Now imagine that even some leaders encourage this attitude. That they push people to just “get over” their difficulties or to study Torah or pray in order to make them go away.
Imagine the same people who have to deal with anxiety, depression, mania, PTSD, schizophrenia, and every other difficulty, living in shame because they are guilty for their own emotions.
This is a reality for more people than we can imagine. This is a day to day struggle for many within the orthodox community. And while there have been many great strides in awareness (I’ve always been so proud that the I Have A Therapist campaign was so successful because of the orthodox, Hasidic Jews that helped get it rolling), there is still so much work to be done, still so much stigma to overcome, and still so much education that still needs to happen.
Judaism has always been, in a way, obsessed with health. Saving your own or someone else’s life takes precedence over almost every mitzvah in the Torah. Suddenly, when you save someone’s life on Shabbat by breaking it, you are making the day even holier.
The Rambam, who was also a trained physician, is famous both in the religious and secular worlds for his beliefs and theories about health.
Miracle story after miracle story revolves in some way around doctors and the physical health of their patients.
And yet… when it comes to mental health, there are crickets. Silence. Not necessarily stigma, but certainly not the powerful stories, the push to help others, the countless charitable organizations, that exist for those with physical health ailments.
There is, of course, absolutely no reason for this to be the case.

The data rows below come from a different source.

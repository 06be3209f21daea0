//! Deterministic nonce derivation per RFC 6979.
//!
//! The generator is an HMAC-DRBG seeded with the private key and the
//! (order-reduced) message digest; successive candidates come out of the
//! section 3.2 loop, already filtered to [1, n−1]. Signing consumes
//! candidates until one yields non-zero r and s, so the same
//! (key, digest) pair always produces the same signature.

use crate::truncate_digest;
use core::marker::PhantomData;
use digest::{core_api::BlockSizeUser, Digest};
use hmac::{Mac, SimpleHmac};
use num_bigint::BigUint;
use num_traits::Zero;
use weierstrassfun::{octets, Curve};

fn hmac_parts<D: Digest + BlockSizeUser>(key: &[u8], parts: &[&[u8]]) -> Vec<u8> {
    let mut mac = SimpleHmac::<D>::new_from_slice(key).expect("HMAC takes any key length");
    for part in parts {
        mac.update(part);
    }
    mac.finalize().into_bytes().to_vec()
}

/// The RFC 6979 candidate stream for one (curve, key, digest) triple.
///
/// `extra` feeds the section 3.6 "additional data" slot: empty for fully
/// deterministic signing, RNG output for entropy-mixed signing.
pub struct Rfc6979<'a, D: Digest + BlockSizeUser> {
    ec: &'a Curve,
    k: Vec<u8>,
    v: Vec<u8>,
    _hash: PhantomData<D>,
}

impl<'a, D: Digest + BlockSizeUser> Rfc6979<'a, D> {
    /// Seed the HMAC-DRBG (RFC 6979 section 3.2, steps b–g).
    /// `privkey` must already be in [1, n−1].
    pub fn new(ec: &'a Curve, privkey: &BigUint, digest: &[u8], extra: &[u8]) -> Self {
        let nsize = ec.nsize();
        // int2octets(x) and bits2octets(h1)
        let x = octets::uint_to_be_bytes(privkey, nsize).expect("privkey < n fits nsize bytes");
        let h = octets::uint_to_be_bytes(&(truncate_digest(ec, digest) % ec.n()), nsize)
            .expect("reduced mod n fits nsize bytes");

        let hlen = <D as Digest>::output_size();
        let v = vec![0x01u8; hlen];
        let k = vec![0x00u8; hlen];
        let k = hmac_parts::<D>(&k, &[&v, &[0x00], &x, &h, extra]);
        let v = hmac_parts::<D>(&k, &[&v]);
        let k = hmac_parts::<D>(&k, &[&v, &[0x01], &x, &h, extra]);
        let v = hmac_parts::<D>(&k, &[&v]);
        Rfc6979 { ec, k, v, _hash: PhantomData }
    }

    /// The next nonce candidate in [1, n−1] (section 3.2, step h).
    pub fn next_candidate(&mut self) -> BigUint {
        let qbits = self.ec.n().bits();
        loop {
            let mut t = Vec::new();
            while 8 * (t.len() as u64) < qbits {
                self.v = hmac_parts::<D>(&self.k, &[&self.v]);
                t.extend_from_slice(&self.v);
            }
            let k = truncate_digest(self.ec, &t);
            // advance the DRBG state so a rejected candidate (here, or
            // by the caller on r = 0 / s = 0) never repeats
            self.k = hmac_parts::<D>(&self.k, &[&self.v, &[0x00]]);
            self.v = hmac_parts::<D>(&self.k, &[&self.v]);
            if !k.is_zero() && k < *self.ec.n() {
                return k;
            }
        }
    }
}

Because mental health is, whether we accept it or not, the same as physical health. The brain is a part of our physical body, as are our nerves, and practically every other part of our body that creates mental difficulties. Not to mention the vast amount of physical ailments a person can suffer from when their mental health erodes.
I’ve asked you to imagine all the difficulties a person with mental health problems may go through.
Now I want you to imagine something else.
Imagine that you can do something. That you can improve things. That you have the power to make the Jewish world healthier than it has been for generations. Imagine that you can now solve more problems than any one miracle story ever solved. Imagine that we have the power to make the Jewish community stronger than it has ever been.
And that is the beauty of the situation we find ourselves in: while mental health resources may be lacking, the more we talk about this subject, the more we encourage those around us to seek the help they need, the more we make suffering from depression no different than being physically sick, the more people will be helped. The more happy marriages there will be. The more happy people there will be. The less suicides. The more achdus. The less lashon hara.
Practically every problem in the Jewish community could be lessened if we fully embraced mental health. Lives would be saved. People would treat each other better.
Imagine it. Because, just like the problems, it is not so far away from you.